A number of societal trends look set to exacerbate the burden of malnutrition in the future. These trends include: an ageing population; a relative increase in care provided informally in the community (as opposed to formally in institutional settings); continuing shifts in the pattern of food distribution; and an increase in conditions associated with malnutrition, such as dementia, chronic obstructive pulmonary disease, and stroke.
The effectiveness of Government policy is at present being impeded by the way in which it falls overwhelmingly under the responsibility of the Department of Health. Other Government departments, agencies and public, private and voluntary sector organisations should also play a role. Consultation with patients, carers and service users is also important in developing patient-centred health and social care services.
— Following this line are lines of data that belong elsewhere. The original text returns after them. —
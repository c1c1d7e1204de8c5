use anyhow::Result;
use clap::{Args, Subcommand};

use crate::args::BaseArgs;
use crate::context;

mod list;
mod view;

const DEFAULT_PAGE_SIZE: u32 = 20;

#[derive(Debug, Clone, Args)]
pub struct BatchesArgs {
    #[command(subcommand)]
    command: Option<BatchesCommands>,
}

#[derive(Debug, Clone, Subcommand)]
enum BatchesCommands {
    /// List past sync batches
    List(ListArgs),
    /// Show one batch with its log
    View(ViewArgs),
}

#[derive(Debug, Clone, Args)]
struct ListArgs {
    /// Page to show, starting at 1
    #[arg(long, default_value_t = 1, value_parser = clap::value_parser!(u32).range(1..))]
    page: u32,

    /// Batches per page
    #[arg(long, default_value_t = DEFAULT_PAGE_SIZE, value_parser = clap::value_parser!(u32).range(1..=200))]
    page_size: u32,
}

impl Default for ListArgs {
    fn default() -> Self {
        Self {
            page: 1,
            page_size: DEFAULT_PAGE_SIZE,
        }
    }
}

#[derive(Debug, Clone, Args)]
struct ViewArgs {
    /// Batch identifier
    #[arg(value_name = "BATCH_ID")]
    batch_id: String,
}

pub async fn run(base: BaseArgs, args: BatchesArgs) -> Result<()> {
    let settings = context::resolve(&base)?;
    let ctl = context::controller(&settings)?;

    match args.command {
        None => list::run(&ctl, &ListArgs::default(), base.json).await,
        Some(BatchesCommands::List(l)) => list::run(&ctl, &l, base.json).await,
        Some(BatchesCommands::View(v)) => view::run(&ctl, &v.batch_id, base.json).await,
    }
}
There is a paucity of Department of Health data relating to the burden of malnutrition. Some Department of Health data which have been collected are incomplete, inconsistent and difficult to interpret.
Although screening for nutritional risk – using validated nutritional screening tools – is recommended by the Department of Health, the National Institute for Health and Clinical Excellence (NICE) and the National Patient Safety Agency (NPSA), hospitals, care homes and primary care settings are failing to screen patients as they should. This impedes the initiation of appropriate care. One of the obstacles to undertaking nutritional screening is the lack of suitable, accurate equipment to implement it.
The education and training needs of health, housing and social care professionals are not being met in the area of nutritional care, and awareness of their needs is poorly understood. This is exacerbated by the multitude of providers involved in both health and social care delivery, and by the way in which patients are increasingly being cared for by multidisciplinary teams (MDTs) (with the associated diffusion of responsibility for nutritional care). In addition, the training of informal carers in the importance of nutritional care is virtually non-existent.
Although Government-funded financial incentive schemes exist in health and social care to encourage the provision of high-quality care, none are at present being used to support the provision of high-quality nutritional care in either primary or community, or secondary care settings.
Commissioners are not holding providers to account for delivering nutritional care due to the absence of nutritional care commissioning guidelines and a lack of awareness amongst commissioners of the needs of their populations. Establishing clear and meaningful commissioning guidelines would help to facilitate more effective commissioning.
Existing regulatory systems – across both health and social care providers – need review and improvement with respect to patients and service users.